The entire, currently running Java Virtual Machine, exits... (both frames)

I'm basically trying to get the same result as

setDefaultCloseOperation(DISPOSE_ON_CLOSE);

does to the X button on the JFrame, onto another JButton...


Any way to do that?

You'd need to create a button that has an actionListener that, upon activation, will access a reference to whichever pane is "focused" then you'll need to access that pane's window-hiding command (you'll have to pick the command that hides the window permanently to emulate a close).

The way I have it set up:
JFrame / JPanel - JButton
\ JLabel - some painted text

In the JButton's actionListener:
getRootPane().getParent().setVisible(false);
seems to hide the frame.

It doesn't dispose of it though which means its still hanging there in memory right? No garbage collection?

I guess it's not a big deal though... Not much in there... Thnx.

Just call

whateverFrame.dispose();

in the action listener.

ohhh.. I think I know why I didn't notice dispose() as a function...

public class Testing extends JFrame{
	
	public static void main(String[] args){
		Testing test = new Testing();
	}
	
	public Testing(){
		JButton ok = new JButton("OK");
		ok.setMargin(new Insets(0,5,0,5));
		ok.addActionListener(new ActionListener() {
			public void actionPerformed(ActionEvent ae) {
				this.dispose();
			}
		});
		this.add(ok);
		this.pack();
		this.setVisible(true);
	}
}

I've had this problem before and don't know why this happens... When I try to use this.something inside actionPerformed(), it doesn't seem to work..... dispose() without "this" works perfect though..... Shouldn't "this.something" bring me back to the extended JFrame???

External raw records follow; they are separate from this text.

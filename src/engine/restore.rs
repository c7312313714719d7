//! Recreating links from a shelf manifest

use std::fmt;
use std::fs;
use std::io;
use std::path::PathBuf;

use serde::Serialize;

use crate::domain::is_plain_name;
use crate::error::{Result, ShelfError};
use crate::storage::Shelves;

use super::{LinkOps, SystemFs};

/// Why a manifest entry was not linked
#[derive(Debug, Clone, Copy, PartialEq, Eq, Serialize)]
#[serde(rename_all = "snake_case")]
pub enum SkipReason {
    /// The file is no longer in the shelf
    MissingShelfFile,
    /// Something already exists at the link location
    LinkExists,
}

impl fmt::Display for SkipReason {
    fn fmt(&self, f: &mut fmt::Formatter<'_>) -> fmt::Result {
        match self {
            SkipReason::MissingShelfFile => write!(f, "file is missing from the shelf"),
            SkipReason::LinkExists => write!(f, "link location already exists"),
        }
    }
}

/// A link created by [`restore`]
#[derive(Debug, Clone, PartialEq, Eq, Serialize)]
pub struct RestoredLink {
    pub file_name: String,
    pub link: PathBuf,
    pub target: PathBuf,
}

/// A manifest entry [`restore`] left alone
#[derive(Debug, Clone, PartialEq, Eq, Serialize)]
pub struct Skipped {
    pub file_name: String,
    pub link: PathBuf,
    pub reason: SkipReason,
}

/// Outcome of a [`restore`] run
#[derive(Debug, Clone, Default, PartialEq, Eq, Serialize)]
pub struct RestoreReport {
    pub shelf: String,
    pub created: Vec<RestoredLink>,
    pub skipped: Vec<Skipped>,
}

/// Creates the symlinks recorded in a shelf's manifest
pub fn restore(shelves: &Shelves, shelf_name: &str) -> Result<RestoreReport> {
    restore_with(&SystemFs, shelves, shelf_name)
}

/// [`restore`] with explicit filesystem operations.
///
/// Entries are independent. Missing shelf files and occupied link locations
/// (stale symlinks included) are skipped; any other failure aborts the run and
/// keeps the links created so far.
pub fn restore_with<F: LinkOps + ?Sized>(
    fs_ops: &F,
    shelves: &Shelves,
    shelf_name: &str,
) -> Result<RestoreReport> {
    let shelf = shelves.open(shelf_name)?;
    let manifest = shelf.manifest()?;

    let mut report = RestoreReport {
        shelf: shelf.name().to_string(),
        ..Default::default()
    };

    for (file_name, stored) in manifest.entries() {
        if !is_plain_name(file_name) {
            return Err(ShelfError::InvalidInput(format!(
                "Manifest of shelf \"{}\" has an invalid file name \"{}\"",
                shelf.name(),
                file_name
            )));
        }

        let target = shelf.file_path(file_name);
        let link = stored.resolve(shelves.home());

        match fs::symlink_metadata(&target) {
            Ok(_) => {}
            Err(e) if e.kind() == io::ErrorKind::NotFound => {
                report.skipped.push(Skipped {
                    file_name: file_name.to_string(),
                    link,
                    reason: SkipReason::MissingShelfFile,
                });
                continue;
            }
            Err(e) => {
                return Err(ShelfError::io(
                    format!("Failed to inspect {}", target.display()),
                    e,
                ))
            }
        }

        if let Some(parent) = link.parent() {
            fs::create_dir_all(parent).map_err(|e| {
                ShelfError::io(format!("Failed to create directory {}", parent.display()), e)
            })?;
        }

        match fs_ops.symlink(&target, &link) {
            Ok(()) => report.created.push(RestoredLink {
                file_name: file_name.to_string(),
                link,
                target,
            }),
            Err(e) if e.kind() == io::ErrorKind::AlreadyExists => {
                report.skipped.push(Skipped {
                    file_name: file_name.to_string(),
                    link,
                    reason: SkipReason::LinkExists,
                });
            }
            Err(e) => {
                return Err(ShelfError::Symlink {
                    link,
                    target,
                    source: e,
                })
            }
        }
    }

    Ok(report)
}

Probably a stupid question, but I'm learning all this GUI stuff by myself, without any help except from you guys...


Also, can someone explain to me how getContentPane() and getParent() are different?
If I were working on a JPanel for example, and I call getContentPane(), it would return the JPanel right? And if I were working on a JButton inside a JPanel, JButton.getParent() would return the JPanel right? What about JButton.getContentPane()? The pane inside the JButton?

I'm never actually sure what I'm doing and end up using trial and error without actually knowing if I'm doing the right thing or if there is an easier way...

"this" refers to the enclosing instance, which in your case above is an anonymous inner class that implements ActionListener. It's not a JFrame. If you drop the "this", or qualify is with "Test.this" it would work fine.

ohhh... so what I just did was ActionListener.this.dispose() which obviously doesn't exist...

When I did:

.....(new ActionListener() {
			public void actionPerformed(ActionEvent ae) {
				ActionListener.this.
			}
		});

I was no longer in the outer class, rather in the inner class which "this" now refers too..

Thanks Ezzaral.. This helps me a lot...

"this" already refers to that inner class instance. You only need to qualify it if you want to refer to the enclosing class instance, like "Testing.this".